See Don’t Mention The Drug War. We Must Decriminalize Being Black Because Black Freedom Matters

 

And Don't Mention the Drug War! America's Elite Would Rather Follow Mobs Than Lead the People

 

Okay, but many Conservatives are certainly in favor of marijuana prohibition, and some of the dumbest really think that it is a Conservative position, despite Roosevelt and Feinstein et al. However, the late William F. Buckley Jr., the father of modern Conservatism, came out against it decades ago.

 

See The Conservative Case for Legalizing Marijuana

 

Milton Friedman was also opposed to marijuana prohibition.

 

See Milton Friedman interview from 1991 on America’s War on Drugs

 

The great Austrian free market economist,  Ludwig von Miseswrote, "For if the majority of citizens is, in principle, conceded the right to impose its way of life upon a minority, it is impossible to stop at prohibitions against indulgence in alcohol, morphine, cocaine, and similar poisons.
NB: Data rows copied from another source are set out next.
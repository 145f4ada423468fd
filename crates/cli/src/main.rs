//! ChemStock CLI - Database migrations and management tools.
//!
//! # Usage
//!
//! ```bash
//! # Run stock ledger migrations
//! chemstock-cli migrate
//! ```
//!
//! # Commands
//!
//! - `migrate` - Run database migrations

#![cfg_attr(not(test), forbid(unsafe_code))]

use clap::{Parser, Subcommand};

mod commands;

#[derive(Parser)]
#[command(name = "chemstock-cli")]
#[command(author, version, about = "ChemStock CLI tools")]
struct Cli {
    #[command(subcommand)]
    command: Commands,
}

#[derive(Subcommand)]
enum Commands {
    /// Run database migrations
    Migrate,
}

#[tokio::main]
async fn main() {
    // Initialize tracing
    tracing_subscriber::fmt::init();

    let cli = Cli::parse();

    let result: Result<(), Box<dyn std::error::Error>> = run(cli).await;

    if let Err(e) = result {
        tracing::error!("Command failed: {e}");
        std::process::exit(1);
    }
}

async fn run(cli: Cli) -> Result<(), Box<dyn std::error::Error>> {
    match cli.command {
        Commands::Migrate => commands::migrate::run().await?,
    }
    Ok(())
}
Why should not what is valid for these poisons be valid also for nicotine, caffeine, and the like? Why should not the state generally prescribe which foods may be indulged in and which must be avoided because they are injurious?….We see that as soon as we surrender the principle that the state should not interfere in any questions touching on the individual's mode of life, we end by regulating and restricting the latter down to the smallest detail. The personal freedom of the individual is abrogated. He becomes a slave of the community, bound to obey the dictates of the majority.”